Voting Sucks–But isn't Pointless

I sympathize with people who don’t vote. I understand their principles, their contempt for an unfair and unjust system. I share much of their attitude towards it. Despite what we were taught in public schools, and the rhetoric constantly spewed from the maw of the establishment, democracy is not an infallible system. True democracy is simply tyranny of the majority. The founders of America understood this; which is why we are a republic.

There’s one argument I hear from the anti-voting crowd that I don’t like, however. It goes like this: Your vote has never and almost certainly never will matter. No important election has ever been decided by a single vote. Presidential elections have only been swayed by one particular state a handful of times, and that particular state never by just one vote. Because your vote will never matter, you shouldn’t bother to, they say.

There are a few elements of this I’d like to consider. The first thing which I think is overlooked is the meaning of the phrase. What does it mean to say your vote does or does not “matter?” The view taken by those who proclaim that your vote doesn’t is that the only way for your vote to “matter” is for it to be the sole factor in determining the outcome of an election. If your vote isn’t the tiebreaker, it doesn’t “matter.”

I for one, discount this assertion. If a man is drowning, does any singular drop of water in his lungs matter? If someone is bleeding to death, does any particular drop of blood lost matter? If a woman develops radiation poisoning from a few thousand chest x-rays being done in the course of an hour, did any single x-ray matter? I’d say in every case, yes they do matter. None may have borne the sole responsibility for the outcome, but their contribution did have an effect even if in isolation it may have been harmless.

These might be attacked as fallacies of division; that I am insisting what is true for the group must be true for the individual. This is a fair consideration, and shouldn’t be dismissed. However, I feel it is important to reiterate, I am mostly concerned with the meaning of the word “matters.” I dispute that for something to matter, it must be the final arbiter. Contributions matter. If I am carving a statue, I don’t feel that the first chip out of the block is irrelevant just because it didn’t produce the end result. It was a factor on the way toward the end result, and is therefore important and necessary.

Indulge me briefly in a thought experiment. Ten Americans are dropped on a deserted island. Being patriotic sheep, they’re convinced democracy is the Best Thing Ever and they should vote on every issue. Things go smoothly for awhile, until they come to notice one of the castaways is contributing very little, and consuming a lot. Encouragement, admonishment, and supervision fail to effectively change his behavior.
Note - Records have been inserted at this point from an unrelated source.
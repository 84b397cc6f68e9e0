//! Data types for working with X events
use crate::{
    core::bindings::{KeyCode, ModMask},
    pure::geometry::{Point, Rect},
    x::atom::Atom,
    Xid,
};

/// Wrapper around the low level X event types that the window manager
/// dispatches on.
///
/// Payloads carry only what the handlers consume; anything the manager
/// ignores (sub-structure details, timestamps, serials) is dropped at the
/// backend boundary. Unhandled event types are never surfaced.
#[derive(Debug, Clone, PartialEq)]
pub enum XEvent {
    /// A grabbed mouse button was pressed on some window
    ButtonPress(ButtonEvent),
    /// A grabbed mouse button was released (observed inside gesture loops)
    ButtonRelease,
    /// A `_NET_WM_STATE` fullscreen change was requested for a client
    ClientMessage(StateChangeEvent),
    /// A window's geometry changed; tracked for the root window only
    ConfigureNotify(ConfigureEvent),
    /// A window is asking to be repositioned or restacked
    ConfigureRequest(ConfigureRequestEvent),
    /// A window has been destroyed
    Destroy(Xid),
    /// The pointer has crossed into a window
    Enter(CrossingEvent),
    /// Part of a window became visible
    Expose(ExposeEvent),
    /// The X server asserts that a window holds the input focus
    FocusIn(Xid),
    /// A grabbed key combination was pressed
    KeyPress(KeyCode),
    /// The keyboard mapping has changed
    MappingNotify,
    /// A window is asking to be mapped onto the screen
    MapRequest(Xid),
    /// The pointer moved while grabbed (observed inside gesture loops)
    MotionNotify(Point),
    /// A property changed on some window
    PropertyNotify(PropertyEvent),
    /// A window is being unmapped
    UnmapNotify(Xid),
}

impl std::fmt::Display for XEvent {
    fn fmt(&self, f: &mut std::fmt::Formatter<'_>) -> std::fmt::Result {
        use XEvent::*;

        match self {
            ButtonPress(_) => write!(f, "ButtonPress"),
            ButtonRelease => write!(f, "ButtonRelease"),
            ClientMessage(_) => write!(f, "ClientMessage"),
            ConfigureNotify(_) => write!(f, "ConfigureNotify"),
            ConfigureRequest(_) => write!(f, "ConfigureRequest"),
            Destroy(_) => write!(f, "Destroy"),
            Enter(_) => write!(f, "Enter"),
            Expose(_) => write!(f, "Expose"),
            FocusIn(_) => write!(f, "FocusIn"),
            KeyPress(_) => write!(f, "KeyPress"),
            MappingNotify => write!(f, "MappingNotify"),
            MapRequest(_) => write!(f, "MapRequest"),
            MotionNotify(_) => write!(f, "MotionNotify"),
            PropertyNotify(_) => write!(f, "PropertyNotify"),
            UnmapNotify(_) => write!(f, "UnmapNotify"),
        }
    }
}

/// A mouse button press on a window, the bar or the root window.
#[derive(Debug, Clone, Copy, PartialEq, Eq)]
pub struct ButtonEvent {
    /// The window that was clicked
    pub id: Xid,
    /// Click position relative to the root window
    pub rpt: Point,
    /// Click position relative to the clicked window
    pub wpt: Point,
    /// The button number (1 = left ... 5 = scroll down)
    pub button: u8,
    /// Modifiers held at press time
    pub state: ModMask,
}

/// A `_NET_WM_STATE` request for the fullscreen property.
#[derive(Debug, Clone, Copy, PartialEq, Eq)]
pub struct StateChangeEvent {
    /// The client the state change applies to
    pub id: Xid,
    /// Whether fullscreen is being added or removed
    pub fullscreen: bool,
}

/// A configure notification; only deliveries for the root window reach the
/// event loop.
#[derive(Debug, Clone, Copy, PartialEq, Eq)]
pub struct ConfigureEvent {
    /// The window that changed
    pub id: Xid,
    /// Its new geometry
    pub rect: Rect,
    /// Whether this is the root window
    pub is_root: bool,
}

/// A client request to change geometry, border or stacking.
///
/// Fields mirror the request's value mask: absent fields were not part of
/// the request and must be left unchanged (or omitted on pass-through).
#[derive(Debug, Default, Clone, Copy, PartialEq, Eq)]
pub struct ConfigureRequestEvent {
    /// The window asking to be configured
    pub id: Xid,
    /// Requested x position
    pub x: Option<i32>,
    /// Requested y position
    pub y: Option<i32>,
    /// Requested width
    pub w: Option<u32>,
    /// Requested height
    pub h: Option<u32>,
    /// Requested border width
    pub border_width: Option<u32>,
    /// Requested stacking sibling
    pub sibling: Option<Xid>,
    /// Requested stacking mode, as the raw protocol value
    pub stack_mode: Option<u32>,
}

/// The pointer crossed into a window.
#[derive(Debug, Clone, Copy, PartialEq, Eq)]
pub struct CrossingEvent {
    /// The window that was entered
    pub id: Xid,
    /// Whether that window is the root
    pub is_root: bool,
    /// A normal, non-inferior crossing (grab transitions and crossings into
    /// child windows are filtered by this flag)
    pub normal: bool,
}

/// Part of a window was exposed and needs redrawing.
#[derive(Debug, Clone, Copy, PartialEq, Eq)]
pub struct ExposeEvent {
    /// The exposed window
    pub id: Xid,
    /// The number of expose events still pending for this window
    pub count: usize,
}

/// A property changed on a window.
#[derive(Debug, Clone, Copy, PartialEq, Eq)]
pub struct PropertyEvent {
    /// The window whose property changed
    pub id: Xid,
    /// Which property changed
    pub atom: Atom,
    /// Whether this is the root window
    pub is_root: bool,
    /// Whether the property was deleted rather than replaced
    pub deleted: bool,
}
Frustrated, the individual the castaways look to for leadership calls a vote: he proposes they should put the slothful member of the group to death; he is nothing but a burden.
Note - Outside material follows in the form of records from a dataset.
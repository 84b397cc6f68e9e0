//! Per-monitor status bar content.
//!
//! This module computes *what* the bar shows: an ordered list of positioned
//! [Segment]s plus the reverse mapping from a click position back to a
//! [ClickRegion]. Actually rendering text and rectangles is a backend
//! concern behind [XConn::draw_bar][crate::x::XConn::draw_bar].
use crate::{
    config::Config,
    core::bindings::ClickRegion,
    pure::ClientSet,
    x::XConn,
};

/// A single run of text in the bar with its resolved position and styling.
#[derive(Debug, Clone, PartialEq, Eq)]
pub struct Segment {
    /// Horizontal offset inside the bar window
    pub x: u32,
    /// Width of this cell
    pub width: u32,
    /// The text to draw
    pub text: String,
    /// Use the selected color scheme rather than the normal one
    pub selected: bool,
    /// Swap foreground and background (urgent styling)
    pub invert: bool,
    /// Optional small square marker in the cell's top left corner
    pub marker: Option<Marker>,
}

/// The corner marker drawn for tag occupancy and client state.
#[derive(Debug, Clone, Copy, PartialEq, Eq)]
pub enum Marker {
    /// A solid square: selected tag with a focused client, or a fixed client
    Filled,
    /// A square outline: occupied tag, or a floating client
    Outline,
}

/// Compute the full segment list for one monitor's bar.
pub fn content<X: XConn>(
    cs: &ClientSet,
    config: &Config,
    status: &str,
    mon: usize,
    x: &X,
) -> Vec<Segment> {
    let m = &cs.monitors()[mon];
    let is_selected_mon = mon == cs.selected_monitor_index();
    let bar_w = m.window_area().w;
    let mut segments = Vec::with_capacity(config.tags.len() + 3);
    let mut cursor = 0;

    // tag cells
    for (i, tag) in config.tags.iter().enumerate() {
        let width = x.text_width(tag);
        let occupied = !m.view(i).is_empty();
        let marker = if is_selected_mon && i == m.selected_view_index() && m.focused().is_some() {
            Some(Marker::Filled)
        } else if occupied {
            Some(Marker::Outline)
        } else {
            None
        };

        segments.push(Segment {
            x: cursor,
            width,
            text: (*tag).to_owned(),
            selected: i == m.selected_view_index(),
            invert: cs.view_has_urgent(mon, i),
            marker,
        });
        cursor += width;
    }

    // layout symbol
    let symbol_w = x.text_width(m.layout_symbol());
    segments.push(Segment {
        x: cursor,
        width: symbol_w,
        text: m.layout_symbol().to_owned(),
        selected: false,
        invert: false,
        marker: None,
    });
    cursor += symbol_w;

    // status text, right aligned on the selected monitor only
    let mut status_x = bar_w;
    if is_selected_mon {
        let status_w = x.text_width(status);
        status_x = if status_w + cursor > bar_w {
            cursor
        } else {
            bar_w - status_w
        };
        segments.push(Segment {
            x: status_x,
            width: bar_w - status_x,
            text: status.to_owned(),
            selected: false,
            invert: false,
            marker: None,
        });
    }

    // selected client title fills whatever is left in the middle
    if status_x > cursor {
        let (text, marker) = match m.focused().and_then(|id| cs.client(id)) {
            Some(c) => {
                let marker = if c.is_fixed() {
                    Some(Marker::Filled)
                } else if c.is_floating() {
                    Some(Marker::Outline)
                } else {
                    None
                };
                (c.name().to_owned(), marker)
            }
            None => (String::new(), None),
        };

        segments.push(Segment {
            x: cursor,
            width: status_x - cursor,
            text,
            selected: is_selected_mon,
            invert: false,
            marker,
        });
    }

    segments
}

/// Resolve a click x-offset within a monitor's bar to the region it hit.
///
/// Returns the region plus the tag index for tag cell hits.
pub fn click_region<X: XConn>(
    cs: &ClientSet,
    config: &Config,
    status: &str,
    mon: usize,
    click_x: u32,
    x: &X,
) -> (ClickRegion, Option<usize>) {
    let m = &cs.monitors()[mon];
    let bar_w = m.window_area().w;

    let mut edge = 0;
    for (i, tag) in config.tags.iter().enumerate() {
        edge += x.text_width(tag);
        if click_x < edge {
            return (ClickRegion::TagBar, Some(i));
        }
    }

    if click_x < edge + x.text_width(m.layout_symbol()) {
        (ClickRegion::LayoutSymbol, None)
    } else if click_x >= bar_w.saturating_sub(x.text_width(status)) {
        (ClickRegion::StatusText, None)
    } else {
        (ClickRegion::WinTitle, None)
    }
}

#[cfg(test)]
mod tests {
    use super::*;
    use crate::{
        pure::{Client, Rect},
        x::mock::StubXConn,
        Xid,
    };

    struct FixedWidths;
    impl StubXConn for FixedWidths {
        // every string is 10px per char plus padding handled by the stub
        fn stub_text_width(&self, text: &str) -> u32 {
            10 * text.len() as u32 + 10
        }
    }

    fn test_state() -> (ClientSet, Config) {
        let mut config = Config::default();
        config.show_bar = true;
        let cs = ClientSet::new(vec![Rect::new(0, 0, 1920, 1080)], &config, 18).unwrap();

        (cs, config)
    }

    #[test]
    fn tag_cells_come_first_and_abut() {
        let (cs, config) = test_state();

        let segments = content(&cs, &config, "status", 0, &FixedWidths);

        // 9 single character tags, each 20 wide
        for (i, s) in segments.iter().take(9).enumerate() {
            assert_eq!(s.x, 20 * i as u32);
            assert_eq!(s.width, 20);
        }
        assert!(segments[0].selected);
        assert!(!segments[1].selected);
    }

    #[test]
    fn occupied_tags_are_marked() {
        let (mut cs, config) = test_state();
        cs.insert(Client::new(Xid(7), Rect::new(0, 0, 10, 10), 1, 0, 2));

        let segments = content(&cs, &config, "", 0, &FixedWidths);

        assert_eq!(segments[2].marker, Some(Marker::Outline));
        assert_eq!(segments[0].marker, None);
    }

    #[test]
    fn selected_tag_with_focus_is_filled() {
        let (mut cs, config) = test_state();
        cs.insert(Client::new(Xid(7), Rect::new(0, 0, 10, 10), 1, 0, 0));

        let segments = content(&cs, &config, "", 0, &FixedWidths);

        assert_eq!(segments[0].marker, Some(Marker::Filled));
    }

    #[test]
    fn urgent_tags_render_inverted() {
        let (mut cs, config) = test_state();
        let mut c = Client::new(Xid(7), Rect::new(0, 0, 10, 10), 1, 0, 4);
        c.is_urgent = true;
        cs.insert(c);

        let segments = content(&cs, &config, "", 0, &FixedWidths);

        assert!(segments[4].invert);
        assert!(!segments[0].invert);
    }

    #[test]
    fn status_is_right_aligned() {
        let (cs, config) = test_state();

        let segments = content(&cs, &config, "up 3 days", 0, &FixedWidths);
        let status = segments.iter().find(|s| s.text == "up 3 days").unwrap();

        assert_eq!(status.x, 1920 - 100);
        assert_eq!(status.width, 100);
    }

    #[test]
    fn click_regions_resolve_left_to_right() {
        let (cs, config) = test_state();
        let status = "up";

        let x = FixedWidths;
        // tags span 0..180, layout symbol 180..220 ("[]=" is 40 wide)
        assert_eq!(
            click_region(&cs, &config, status, 0, 25, &x),
            (ClickRegion::TagBar, Some(1))
        );
        assert_eq!(
            click_region(&cs, &config, status, 0, 185, &x),
            (ClickRegion::LayoutSymbol, None)
        );
        assert_eq!(
            click_region(&cs, &config, status, 0, 1000, &x),
            (ClickRegion::WinTitle, None)
        );
        assert_eq!(
            click_region(&cs, &config, status, 0, 1900, &x),
            (ClickRegion::StatusText, None)
        );
    }
}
Although a radical proposition, the charismatic leader drums up sufficient support: 7 of the 10 castaways vote to put the lazy parasite to death. Now, let us pause and consider. For a principled libertarian, and hopefully nearly any moral person, execution is a completely unjustifiable punishment. However, the view that votes don’t matter should hold that none of them can be held accountable for the outcome of the vote. The winners had a sufficient majority to avoid a tie, even if one of them had decided not to vote, or voted differently. If none of their votes “mattered” they are absolved of responsibility at an individual level.

A final thought on the subject. Even if we assume that it is true to say that a single vote does not matter unless it directly affects the outcome by breaking a tie, we can only know if those conditions exist in hindsight. The odds of such a thing happening may be infinitesimally small, but they do exist. You cannot therefore claim unilaterally and definitively that your vote doesn’t matter until after the fact.

In the ancient arenas of Greece the crowd would display their thumbs to signify either mercy or death for a defeated gladiator. If they thought he fought bravely and deserved mercy, they would point their thumbs in the air; if not, they would point them down. This is the origin of the modern “thumbs up” and “thumbs down.” It was a death sentence carried out by a majority, by democracy.

I have no great love of democracy, it is merely the force of the majority taking what they wish from a minority. But whatever system we have, regardless of how flawed, we should always do what we can from within to reform it into something better. One tool at our disposal is voting, and while I have enormous respect for anyone who exercises their right to withhold their vote, I reject the idea that voting is a specious or pointless activity.